Yes main problem is visa , two choices, retire or work , If retire you need to be over 50 and this will cost you 15,000 Baht a year , gone is the big amounts of money needed in the bank , Thai imagration has got wise , better to get something off the foreigner, than nothing , most of my friends over here have changed with me , as it now gives us access to our money , Work wise , Teaching English is the easy option , and paper work to back up , HNC or HND would be handy , Engineering side is ok as well , refrigeration and Air-conditioning always work , so qualifications in these would be good , If possible apply for job on line before coming over , that way the company will sort out visa , if you have to do it yourself, then get visa in UK , Thai consulate, 60 day + extra 30 was only £25 for me , let's you come over for a few months to check everything out , or get the ( Non 'O' ) visa for the year , always get one of these before you come over , easy to get in the UK , if over here in Thailand it will cost you 30,000 Baht to get 1 year visa , other things to get before you come is , A) UK police report , this is free just apply and they will send out , you criminal record , B) Disclosure UK , these two forms go along way over here , and needed for teaching.

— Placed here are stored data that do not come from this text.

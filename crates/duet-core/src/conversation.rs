//! Conversation persistence behind a small trait, plus the in-memory store.

use dashmap::DashMap;
use tracing::debug;
use uuid::Uuid;

use crate::agent::Role;
use crate::errors::DuetError;
use crate::extract::CodeBlock;

/// One recorded message.
#[derive(Clone, Debug, PartialEq, Eq, serde::Serialize, serde::Deserialize)]
#[serde(rename_all = "camelCase")]
pub struct Message {
    pub id: Uuid,
    pub role: Role,
    pub content: String,
    /// Unix milliseconds.
    pub timestamp: i64,
    #[serde(default, skip_serializing_if = "Vec::is_empty")]
    pub code_blocks: Vec<CodeBlock>,
}

/// A conversation and its messages in insertion order.
#[derive(Clone, Debug, PartialEq, Eq, serde::Serialize, serde::Deserialize)]
#[serde(rename_all = "camelCase")]
pub struct Conversation {
    pub id: Uuid,
    pub messages: Vec<Message>,
    /// Unix milliseconds.
    pub created_at: i64,
}

/// Storage for conversations and their messages.
///
/// Methods are synchronous; implementations must be cheap enough to call
/// from async tasks.
pub trait ConversationStore: Send + Sync {
    /// Creates an empty conversation and returns a snapshot of it.
    fn create_conversation(&self) -> Conversation;

    /// Appends a message to a conversation.
    fn add_message(
        &self,
        conversation_id: Uuid,
        role: Role,
        content: &str,
        code_blocks: Vec<CodeBlock>,
    ) -> Result<Message, DuetError>;

    /// Returns the messages of a conversation in insertion order.
    fn messages(&self, conversation_id: Uuid) -> Result<Vec<Message>, DuetError>;

    /// Returns every conversation, newest first.
    fn conversations(&self) -> Vec<Conversation>;

    /// Removes all messages from a conversation, keeping the conversation.
    fn clear_messages(&self, conversation_id: Uuid) -> Result<(), DuetError>;
}

/// Process-local store; contents are lost on restart.
#[derive(Default)]
pub struct InMemoryConversationStore {
    conversations: DashMap<Uuid, Conversation>,
}

impl InMemoryConversationStore {
    pub fn new() -> Self {
        Self::default()
    }
}

impl ConversationStore for InMemoryConversationStore {
    fn create_conversation(&self) -> Conversation {
        let conversation = Conversation {
            id: Uuid::new_v4(),
            messages: Vec::new(),
            created_at: chrono::Utc::now().timestamp_millis(),
        };
        self.conversations
            .insert(conversation.id, conversation.clone());
        debug!(conversation_id = %conversation.id, "created conversation");
        conversation
    }

    fn add_message(
        &self,
        conversation_id: Uuid,
        role: Role,
        content: &str,
        code_blocks: Vec<CodeBlock>,
    ) -> Result<Message, DuetError> {
        let mut conversation = self
            .conversations
            .get_mut(&conversation_id)
            .ok_or(DuetError::ConversationNotFound {
                id: conversation_id,
            })?;
        let message = Message {
            id: Uuid::new_v4(),
            role,
            content: content.to_string(),
            timestamp: chrono::Utc::now().timestamp_millis(),
            code_blocks,
        };
        conversation.messages.push(message.clone());
        debug!(%conversation_id, %role, "added message to conversation");
        Ok(message)
    }

    fn messages(&self, conversation_id: Uuid) -> Result<Vec<Message>, DuetError> {
        self.conversations
            .get(&conversation_id)
            .map(|conversation| conversation.messages.clone())
            .ok_or(DuetError::ConversationNotFound {
                id: conversation_id,
            })
    }

    fn conversations(&self) -> Vec<Conversation> {
        let mut all: Vec<Conversation> = self
            .conversations
            .iter()
            .map(|entry| entry.value().clone())
            .collect();
        all.sort_by(|a, b| b.created_at.cmp(&a.created_at));
        all
    }

    fn clear_messages(&self, conversation_id: Uuid) -> Result<(), DuetError> {
        let mut conversation = self
            .conversations
            .get_mut(&conversation_id)
            .ok_or(DuetError::ConversationNotFound {
                id: conversation_id,
            })?;
        conversation.messages.clear();
        debug!(%conversation_id, "cleared conversation messages");
        Ok(())
    }
}
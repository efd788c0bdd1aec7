use futures::Stream;
use tokio::sync::{mpsc, oneshot, watch};

use crate::agent::Agent;
use crate::errors::DuetError;

/// Classification of a streamed chunk.
#[derive(Clone, Copy, Debug, Eq, PartialEq, Hash, serde::Serialize, serde::Deserialize)]
#[serde(rename_all = "lowercase")]
pub enum ChunkKind {
    /// Standard output of the process.
    Text,
    /// Standard error output or a synthetic diagnostic.
    Error,
    /// Reserved for clients; never produced by the runner.
    Thinking,
    /// Reserved for clients; never produced by the runner.
    Code,
}

/// One unit of streamed output from a run.
#[derive(Clone, Debug, PartialEq, Eq, serde::Serialize, serde::Deserialize)]
#[serde(rename_all = "camelCase")]
pub struct Chunk {
    pub source: Agent,
    pub content: String,
    /// Unix milliseconds at which the fragment was observed.
    pub timestamp: i64,
    #[serde(rename = "type")]
    pub kind: ChunkKind,
}

impl Chunk {
    pub fn text(source: Agent, content: impl Into<String>, timestamp: i64) -> Self {
        Self {
            source,
            content: content.into(),
            timestamp,
            kind: ChunkKind::Text,
        }
    }

    pub fn error(source: Agent, content: impl Into<String>, timestamp: i64) -> Self {
        Self {
            source,
            content: content.into(),
            timestamp,
            kind: ChunkKind::Error,
        }
    }

    pub fn is_error(&self) -> bool {
        self.kind == ChunkKind::Error
    }
}

/// Creates the hand-off point between one producer task and one consumer.
///
/// The chunk queue is bounded: producers wait for capacity instead of
/// dropping or coalescing chunks. The terminal result travels on a separate
/// one-shot channel, so it is delivered exactly once and only after every
/// queued chunk.
pub fn chunk_channel(capacity: usize) -> (ChunkSender, ChunkStream) {
    let (tx, rx) = mpsc::channel(capacity.max(1));
    let (final_tx, final_rx) = oneshot::channel();
    let (abort_tx, abort_rx) = watch::channel(false);
    (
        ChunkSender {
            tx,
            final_tx,
            abort_rx,
        },
        ChunkStream {
            rx,
            final_rx,
            abort_handle: AbortHandle { tx: abort_tx },
        },
    )
}

/// Handle used to request cancellation of a running stream.
#[derive(Clone)]
pub struct AbortHandle {
    tx: watch::Sender<bool>,
}

impl AbortHandle {
    /// Requests cancellation.
    ///
    /// Cancellation is best-effort: the producer terminates its process and
    /// the stream ends with `RunFailure::Cancelled`.
    pub fn abort(&self) {
        let _ = self.tx.send(true);
    }
}

/// Producer side of a chunk stream.
pub struct ChunkSender {
    tx: mpsc::Sender<Chunk>,
    final_tx: oneshot::Sender<Result<(), DuetError>>,
    abort_rx: watch::Receiver<bool>,
}

impl ChunkSender {
    /// Queues a chunk, waiting for capacity. Returns `false` once the
    /// consumer has gone away.
    pub async fn send(&self, chunk: Chunk) -> bool {
        self.tx.send(chunk).await.is_ok()
    }

    /// Delivers the terminal result and closes the stream.
    pub fn finish(self, result: Result<(), DuetError>) {
        let _ = self.final_tx.send(result);
    }

    /// Returns `true` once the consumer has dropped its stream.
    pub fn is_closed(&self) -> bool {
        self.tx.is_closed()
    }

    /// Resolves once the consumer has dropped its stream.
    pub async fn closed(&self) {
        self.tx.closed().await;
    }

    /// Returns `true` if an abort was requested.
    pub fn is_aborted(&self) -> bool {
        *self.abort_rx.borrow()
    }

    /// Resolves once an abort is requested; never resolves if the abort
    /// handle is gone without having been used.
    pub async fn aborted(&self) {
        let mut rx = self.abort_rx.clone();
        let requested = rx.wait_for(|aborted| *aborted).await.map(|_| ());
        if requested.is_err() {
            futures::future::pending::<()>().await;
        }
    }

    pub(crate) fn raw_sender(&self) -> mpsc::Sender<Chunk> {
        self.tx.clone()
    }
}

/// Consumer side of a chunk stream.
///
/// Use `next_chunk()` to consume chunks as they arrive and `finish()` to
/// obtain the terminal result, or `into_stream()` to get both as one
/// `futures::Stream`.
pub struct ChunkStream {
    rx: mpsc::Receiver<Chunk>,
    final_rx: oneshot::Receiver<Result<(), DuetError>>,
    abort_handle: AbortHandle,
}

impl ChunkStream {
    /// Returns a handle that can cancel the run.
    pub fn abort_handle(&self) -> AbortHandle {
        self.abort_handle.clone()
    }

    /// Waits for and returns the next chunk.
    ///
    /// Returns `None` after the producer has finished and every chunk has
    /// been taken.
    pub async fn next_chunk(&mut self) -> Option<Chunk> {
        self.rx.recv().await
    }

    /// Drains the stream (if needed) and returns the terminal result.
    ///
    /// This is safe to call after consuming chunks manually with `next_chunk()`.
    pub async fn finish(mut self) -> Result<(), DuetError> {
        while self.rx.recv().await.is_some() {}
        match self.final_rx.await {
            Ok(result) => result,
            Err(_) => Err(DuetError::protocol_msg(
                "stream producer ended without a terminal result",
            )),
        }
    }

    /// Drains the stream and returns every chunk together with the terminal result.
    pub async fn collect(mut self) -> (Vec<Chunk>, Result<(), DuetError>) {
        let mut chunks = Vec::new();
        while let Some(chunk) = self.next_chunk().await {
            chunks.push(chunk);
        }
        let result = self.finish().await;
        (chunks, result)
    }

    /// Converts into a stream that yields every chunk, then a single `Err`
    /// if the run failed, then ends.
    pub fn into_stream(self) -> impl Stream<Item = Result<Chunk, DuetError>> + Send + 'static {
        futures::stream::unfold(Some(self), |state| async move {
            let mut stream = state?;
            match stream.next_chunk().await {
                Some(chunk) => Some((Ok(chunk), Some(stream))),
                None => match stream.finish().await {
                    Ok(()) => None,
                    Err(err) => Some((Err(err), None)),
                },
            }
        })
    }
}
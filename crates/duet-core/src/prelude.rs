//! Common imports for typical usage.
pub use crate::{
    AbortHandle, Agent, AgentCommands, Chunk, ChunkKind, ChunkStream, ConversationStore,
    DuetConfig, DuetError, GenerateOptions, Generation, Generator, InMemoryConversationStore,
    Role, RunFailure,
};
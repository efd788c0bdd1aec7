use axum::Json;
use axum::extract::State;
use duet_core::HealthStatus;

use crate::AppState;

pub async fn health(State(state): State<AppState>) -> Json<HealthStatus> {
    Json(duet_core::health::check(&state.commands).await)
}
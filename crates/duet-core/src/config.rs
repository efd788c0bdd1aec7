use std::path::PathBuf;
use std::str::FromStr;
use std::time::Duration;

use crate::agent::Agent;
use crate::errors::DuetError;

/// Default per-run deadline.
pub const DEFAULT_TIMEOUT: Duration = Duration::from_millis(300_000);
/// Default bound of the chunk hand-off queue.
pub const DEFAULT_STREAM_BUFFER_CAPACITY: usize = 128;

/// Command strings used to launch each agent.
///
/// Commands run through the platform shell, so they may carry flags or
/// shell operators (`claude -p`, `npx gemini`).
#[derive(Clone, Debug, PartialEq, Eq)]
pub struct AgentCommands {
    pub gemini: String,
    pub claude: String,
}

impl AgentCommands {
    pub fn new(gemini: impl Into<String>, claude: impl Into<String>) -> Self {
        Self {
            gemini: gemini.into(),
            claude: claude.into(),
        }
    }

    /// Returns the configured command for an agent.
    pub fn command_for(&self, agent: Agent) -> &str {
        match agent {
            Agent::Gemini => &self.gemini,
            Agent::Claude => &self.claude,
        }
    }
}

impl Default for AgentCommands {
    fn default() -> Self {
        Self::new("gemini", "claude")
    }
}

/// Runtime configuration for runs and pipelines.
#[derive(Clone, Debug)]
pub struct DuetConfig {
    /// Working directory for every spawned CLI.
    pub workspace_dir: PathBuf,
    pub commands: AgentCommands,
    /// Per-run deadline.
    pub timeout: Duration,
    /// Bounded chunk queue size between producers and the consumer.
    pub stream_buffer_capacity: usize,
}

impl DuetConfig {
    /// Creates a config with defaults rooted at `workspace_dir`.
    pub fn new(workspace_dir: impl Into<PathBuf>) -> Self {
        Self {
            workspace_dir: workspace_dir.into(),
            commands: AgentCommands::default(),
            timeout: DEFAULT_TIMEOUT,
            stream_buffer_capacity: DEFAULT_STREAM_BUFFER_CAPACITY,
        }
    }

    /// Builds a config from the environment.
    ///
    /// Environment variables:
    /// - `DUET_WORKSPACE_DIR`: working directory for the CLIs (default: current directory).
    /// - `GEMINI_CLI` / `CLAUDE_CLI`: command strings (default: `gemini` / `claude`).
    /// - `DUET_TIMEOUT_MS`: per-run deadline in milliseconds (default: 300000).
    /// - `DUET_STREAM_BUFFER`: chunk queue capacity (default: 128).
    pub fn from_env() -> Result<Self, DuetError> {
        let workspace_dir = match non_empty_env("DUET_WORKSPACE_DIR") {
            Some(dir) => PathBuf::from(dir),
            None => std::env::current_dir().map_err(|e| {
                DuetError::Config(format!("cannot resolve current directory: {e}"))
            })?,
        };
        let mut config = Self::new(workspace_dir);
        if let Some(gemini) = non_empty_env("GEMINI_CLI") {
            config.commands.gemini = gemini;
        }
        if let Some(claude) = non_empty_env("CLAUDE_CLI") {
            config.commands.claude = claude;
        }
        if let Some(ms) = parse_env::<u64>("DUET_TIMEOUT_MS")? {
            config.timeout = Duration::from_millis(ms);
        }
        if let Some(capacity) = parse_env::<usize>("DUET_STREAM_BUFFER")? {
            config.stream_buffer_capacity = capacity;
        }
        config.validate()?;
        Ok(config)
    }

    /// Overrides the agent commands.
    pub fn commands(mut self, commands: AgentCommands) -> Self {
        self.commands = commands;
        self
    }

    /// Overrides the per-run deadline.
    pub fn timeout(mut self, timeout: Duration) -> Self {
        self.timeout = timeout;
        self
    }

    /// Overrides the chunk queue capacity.
    pub fn stream_buffer_capacity(mut self, capacity: usize) -> Self {
        self.stream_buffer_capacity = capacity;
        self
    }

    /// Per-run deadline in milliseconds, saturating at `u64::MAX`.
    pub fn timeout_ms(&self) -> u64 {
        u64::try_from(self.timeout.as_millis()).unwrap_or(u64::MAX)
    }

    /// Rejects configurations that cannot run.
    pub fn validate(&self) -> Result<(), DuetError> {
        for agent in [Agent::Gemini, Agent::Claude] {
            if self.commands.command_for(agent).trim().is_empty() {
                return Err(DuetError::Config(format!("{agent} command must not be empty")));
            }
        }
        if self.timeout.is_zero() {
            return Err(DuetError::Config("timeout must be greater than 0".into()));
        }
        if self.stream_buffer_capacity == 0 {
            return Err(DuetError::Config(
                "stream_buffer_capacity must be greater than 0".into(),
            ));
        }
        Ok(())
    }
}

fn non_empty_env(key: &str) -> Option<String> {
    std::env::var(key).ok().filter(|value| !value.trim().is_empty())
}

fn parse_env<T: FromStr>(key: &str) -> Result<Option<T>, DuetError>
where
    T::Err: std::fmt::Display,
{
    match non_empty_env(key) {
        Some(raw) => raw
            .trim()
            .parse()
            .map(Some)
            .map_err(|e| DuetError::Config(format!("invalid {key}={raw:?}: {e}"))),
        None => Ok(None),
    }
}

#[cfg(test)]
mod tests {
    use super::*;

    #[test]
    fn defaults_match_cli_names_and_five_minute_timeout() {
        let config = DuetConfig::new("/tmp");
        assert_eq!(config.commands.command_for(Agent::Gemini), "gemini");
        assert_eq!(config.commands.command_for(Agent::Claude), "claude");
        assert_eq!(config.timeout, Duration::from_secs(300));
        assert_eq!(config.stream_buffer_capacity, 128);
        assert!(config.validate().is_ok());
    }

    #[test]
    fn timeout_ms_saturates_instead_of_truncating() {
        assert_eq!(DuetConfig::new("/tmp").timeout_ms(), 300_000);
        let huge = DuetConfig::new("/tmp").timeout(Duration::MAX);
        assert_eq!(huge.timeout_ms(), u64::MAX);
    }

    #[test]
    fn validate_rejects_blank_command_and_zero_limits() {
        let blank = DuetConfig::new("/tmp").commands(AgentCommands::new(" ", "claude"));
        assert!(matches!(blank.validate(), Err(DuetError::Config(m)) if m.contains("gemini")));

        let zero_timeout = DuetConfig::new("/tmp").timeout(Duration::ZERO);
        assert!(zero_timeout.validate().is_err());

        let zero_buffer = DuetConfig::new("/tmp").stream_buffer_capacity(0);
        assert!(zero_buffer.validate().is_err());
    }
}
//! Two-stage generation: a Gemini draft, then a Claude review of it.
//!
//! Both stages stream through one [`ChunkStream`] in order. Stage two starts
//! only after stage one has ended successfully, because its prompt is built
//! from the complete stage-one text.

use std::path::PathBuf;
use std::sync::Arc;
use std::time::Duration;

use tracing::{debug, info, warn};
use uuid::Uuid;

use crate::agent::{Agent, Role};
use crate::chunk::{ChunkKind, ChunkSender, ChunkStream, chunk_channel};
use crate::config::DuetConfig;
use crate::conversation::ConversationStore;
use crate::errors::{DuetError, RunFailure};
use crate::extract::{extract_first_code, parse_code_blocks};
use crate::runner::{AgentRunner, CliRunner, RunRequest};

pub const REVIEW_CODE_INSTRUCTION: &str = "Review the following code and suggest improvements:";
pub const REVIEW_OUTPUT_INSTRUCTION: &str = "Review the following output and provide feedback:";

/// Builds the stage-two prompt from the stage-one text.
///
/// Uses only the body of the first fenced code block when there is one,
/// otherwise the whole draft verbatim.
pub fn review_prompt(draft: &str) -> String {
    match extract_first_code(draft) {
        Some(code) => format!("{REVIEW_CODE_INSTRUCTION}\n\n{code}"),
        None => format!("{REVIEW_OUTPUT_INSTRUCTION}\n\n{draft}"),
    }
}

/// Per-run settings shared by both stages.
#[derive(Clone, Debug)]
pub struct RunSettings {
    pub work_dir: PathBuf,
    pub timeout: Duration,
    /// Capacity of the generation's own chunk queue.
    pub stream_buffer_capacity: usize,
}

impl RunSettings {
    pub fn from_config(config: &DuetConfig) -> Self {
        Self {
            work_dir: config.workspace_dir.clone(),
            timeout: config.timeout,
            stream_buffer_capacity: config.stream_buffer_capacity,
        }
    }
}

#[derive(Clone, Copy, Debug, Default, PartialEq, Eq, serde::Serialize, serde::Deserialize)]
#[serde(rename_all = "camelCase")]
pub struct GenerateOptions {
    /// Ends the generation after the Gemini stage.
    #[serde(default)]
    pub skip_review: bool,
}

/// A started generation.
pub struct Generation {
    pub conversation_id: Uuid,
    pub stream: ChunkStream,
}

/// Runs the two-stage pipeline and records each finished stage.
#[derive(Clone)]
pub struct Generator {
    runner: Arc<dyn AgentRunner>,
    store: Arc<dyn ConversationStore>,
    settings: RunSettings,
}

impl Generator {
    pub fn new(
        runner: Arc<dyn AgentRunner>,
        store: Arc<dyn ConversationStore>,
        settings: RunSettings,
    ) -> Self {
        Self {
            runner,
            store,
            settings,
        }
    }

    /// Builds a generator that launches the configured CLIs.
    pub fn from_config(config: &DuetConfig, store: Arc<dyn ConversationStore>) -> Self {
        Self::new(
            Arc::new(CliRunner::from_config(config)),
            store,
            RunSettings::from_config(config),
        )
    }

    pub fn store(&self) -> &Arc<dyn ConversationStore> {
        &self.store
    }

    /// Starts a generation.
    ///
    /// The conversation and the user message are recorded before any process
    /// runs. Must be called from within a Tokio runtime.
    pub fn generate(
        &self,
        prompt: &str,
        options: GenerateOptions,
    ) -> Result<Generation, DuetError> {
        if prompt.trim().is_empty() {
            return Err(DuetError::Validation("prompt must not be empty".into()));
        }
        let conversation = self.store.create_conversation();
        self.store
            .add_message(conversation.id, Role::User, prompt, Vec::new())?;
        info!(conversation_id = %conversation.id, skip_review = options.skip_review, "starting generation");

        let (sink, stream) = chunk_channel(self.settings.stream_buffer_capacity);
        let generator = self.clone();
        let prompt = prompt.to_string();
        let conversation_id = conversation.id;
        tokio::spawn(async move {
            let result = generator
                .run_stages(conversation_id, prompt, options, &sink)
                .await;
            match &result {
                Ok(()) => info!(%conversation_id, "generation finished"),
                Err(err) => warn!(%conversation_id, error = %err, "generation failed"),
            }
            sink.finish(result);
        });

        Ok(Generation {
            conversation_id,
            stream,
        })
    }

    async fn run_stages(
        &self,
        conversation_id: Uuid,
        prompt: String,
        options: GenerateOptions,
        sink: &ChunkSender,
    ) -> Result<(), DuetError> {
        let draft = self
            .run_stage(conversation_id, Agent::Gemini, prompt, sink)
            .await?;
        if options.skip_review {
            return Ok(());
        }
        if sink.is_closed() || sink.is_aborted() {
            debug!(%conversation_id, "generation stopped before review");
            return Err(RunFailure::Cancelled {
                agent: Agent::Claude,
            }
            .into());
        }
        self.run_stage(conversation_id, Agent::Claude, review_prompt(&draft), sink)
            .await?;
        Ok(())
    }

    /// Forwards one stage's chunks as they arrive and returns its text output.
    async fn run_stage(
        &self,
        conversation_id: Uuid,
        agent: Agent,
        prompt: String,
        sink: &ChunkSender,
    ) -> Result<String, DuetError> {
        let request = RunRequest::new(agent, prompt)
            .work_dir(self.settings.work_dir.clone())
            .timeout(self.settings.timeout);
        let mut stream = self.runner.run(request);
        let abort = stream.abort_handle();
        let mut aborted = false;
        let mut text = String::new();

        loop {
            let chunk = tokio::select! {
                chunk = stream.next_chunk() => chunk,
                _ = sink.aborted(), if !aborted => {
                    abort.abort();
                    aborted = true;
                    continue;
                }
                _ = sink.closed(), if !aborted => {
                    debug!(%conversation_id, %agent, "generation consumer dropped");
                    abort.abort();
                    aborted = true;
                    continue;
                }
            };
            let Some(chunk) = chunk else { break };
            if chunk.kind == ChunkKind::Text {
                text.push_str(&chunk.content);
            }
            if !sink.send(chunk).await {
                // Dropping `stream` stops the run.
                return Err(RunFailure::Cancelled { agent }.into());
            }
        }
        stream.finish().await?;

        self.store
            .add_message(conversation_id, agent.into(), &text, parse_code_blocks(&text))?;
        debug!(%conversation_id, %agent, len = text.len(), "stage finished");
        Ok(text)
    }
}
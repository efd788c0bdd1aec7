//! Runs one external CLI and streams its output as [`Chunk`]s.
//!
//! A run owns exactly one child process. Two reader tasks forward stdout and
//! stderr fragments into the run's bounded chunk queue while a supervisor
//! task tracks the exit status and drives timeout escalation:
//!
//! ```text
//! Running --deadline--> Terminating --grace elapsed--> Killed
//!    \____________________\_________________________\___ exit + EOF --> Done
//! ```
//!
//! The terminal result is delivered only after every chunk is queued.

use std::io;
use std::path::PathBuf;
use std::process::{ExitStatus, Stdio};
use std::time::Duration;

use tokio::io::{AsyncRead, AsyncReadExt as _};
use tokio::process::{Child, Command};
use tokio::sync::mpsc;
use tokio::task::JoinHandle;
use tokio::time::{self, Instant};
use tracing::{debug, error, warn};

use crate::agent::Agent;
use crate::chunk::{Chunk, ChunkKind, ChunkSender, ChunkStream, chunk_channel};
use crate::config::{AgentCommands, DEFAULT_STREAM_BUFFER_CAPACITY, DEFAULT_TIMEOUT, DuetConfig};
use crate::errors::{DuetError, RunFailure};

/// Time a process gets to exit after the graceful signal before it is killed.
pub const GRACE_PERIOD: Duration = Duration::from_secs(5);

const READ_BUFFER_SIZE: usize = 8 * 1024;

/// Inputs for one CLI invocation.
#[derive(Clone, Debug)]
pub struct RunRequest {
    pub agent: Agent,
    /// Passed to the CLI as its only positional argument.
    pub prompt: String,
    pub work_dir: PathBuf,
    pub timeout: Duration,
}

impl RunRequest {
    /// Creates a request in the current directory with the default timeout.
    pub fn new(agent: Agent, prompt: impl Into<String>) -> Self {
        Self {
            agent,
            prompt: prompt.into(),
            work_dir: PathBuf::from("."),
            timeout: DEFAULT_TIMEOUT,
        }
    }

    pub fn work_dir(mut self, work_dir: impl Into<PathBuf>) -> Self {
        self.work_dir = work_dir.into();
        self
    }

    pub fn timeout(mut self, timeout: Duration) -> Self {
        self.timeout = timeout;
        self
    }
}

/// Starts runs. Implemented by [`CliRunner`]; tests substitute scripted runners.
pub trait AgentRunner: Send + Sync {
    /// Starts a run and returns its chunk stream.
    ///
    /// Must be called from within a Tokio runtime.
    fn run(&self, request: RunRequest) -> ChunkStream;
}

/// Runs agent CLIs as shell commands.
#[derive(Clone, Debug)]
pub struct CliRunner {
    commands: AgentCommands,
    stream_buffer_capacity: usize,
}

impl CliRunner {
    pub fn new(commands: AgentCommands) -> Self {
        Self {
            commands,
            stream_buffer_capacity: DEFAULT_STREAM_BUFFER_CAPACITY,
        }
    }

    pub fn from_config(config: &DuetConfig) -> Self {
        Self::new(config.commands.clone()).stream_buffer_capacity(config.stream_buffer_capacity)
    }

    /// Sets the bounded chunk queue size for each run.
    pub fn stream_buffer_capacity(mut self, capacity: usize) -> Self {
        self.stream_buffer_capacity = capacity;
        self
    }
}

impl AgentRunner for CliRunner {
    fn run(&self, request: RunRequest) -> ChunkStream {
        let command = self.commands.command_for(request.agent).to_string();
        let (sink, stream) = chunk_channel(self.stream_buffer_capacity);
        tokio::spawn(run_process(command, request, sink));
        stream
    }
}

/// Builds the shell invocation for `command` with `prompt` as its sole argument.
///
/// The prompt travels as a positional parameter, never through shell
/// interpolation.
pub(crate) fn shell_command(command: &str, prompt: &str) -> Command {
    #[cfg(unix)]
    {
        let mut cmd = Command::new("sh");
        cmd.arg("-c")
            .arg(format!("{command} \"$@\""))
            .arg("sh")
            .arg(prompt);
        cmd
    }
    #[cfg(not(unix))]
    {
        let mut cmd = Command::new("cmd");
        cmd.arg("/C").arg(command).arg(prompt);
        cmd
    }
}

/// Wall-clock base plus a monotonic offset, so timestamps never go backwards
/// within a run.
#[derive(Clone, Copy)]
struct RunClock {
    origin: std::time::Instant,
    base_ms: i64,
}

impl RunClock {
    fn start() -> Self {
        Self {
            origin: std::time::Instant::now(),
            base_ms: chrono::Utc::now().timestamp_millis(),
        }
    }

    fn now(&self) -> i64 {
        self.base_ms
            .saturating_add(i64::try_from(self.origin.elapsed().as_millis()).unwrap_or(i64::MAX))
    }
}

#[derive(Clone, Copy, Debug, PartialEq, Eq)]
enum Phase {
    Running,
    Terminating { force_at: Instant },
    Killed,
}

#[derive(Clone, Copy, Debug, PartialEq, Eq)]
enum StopReason {
    TimedOut,
    Cancelled,
}

/// Signals the child's whole process group. Every operation is idempotent:
/// signalling a group that already exited is a no-op.
struct ProcessGroup {
    #[cfg_attr(not(unix), allow(dead_code))]
    pid: Option<u32>,
}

Well that's me if you need any other information, just give me a buzz


----------



## Asian Spirit (Mar 1, 2010)

Martinsyam said:


> Yes main problem is visa , two choices, retire or work , If retire you need to be over 50 and this will cost you 15,000 Baht a year , gone is the big amounts of money needed in the bank , Thai imagration has got wise , better to get something off the foreigner, than nothing , most of my friends over here have changed with me , as it now gives us access to our money , Work wise , Teaching English is the easy option , and paper work to back up , HNC or HND would be handy , Engineering side is ok as well , refrigeration and Air-conditioning always work , so qualifications in these would be good , If possible apply for job on line before coming over , that way the company will sort out visa , if you have to do it yourself, then get visa in UK , Thai consulate, 60 day + extra 30 was only £25 for me , let's you come over for a few months to check everything out , or get the ( Non 'O' ) visa for the year , always get one of these before you come over , easy to get in the UK , if over here in Thailand it will cost you 30,000 Baht to get 1 year visa , other things to get before you come is , A) UK police report , this is free just apply and they will send out , you criminal record , B) Disclosure UK , these two forms go along way over here , and needed for teaching. Well that's me if you need any other information, just give me a buzz


Yep, seems like all the counties over this way are wising up. Now they make it not only more difficult but more expensive at the same time.
Here in the Philippines one can use just a tourist visa and keep extending for 3 years before having to fly out and return again. Teaching jobs are plentiful here but the employer seldom gets the required working visa for there person and makes them illegal and subject to deportation. Crazy world but worth the effort if doing it right is possible.


----------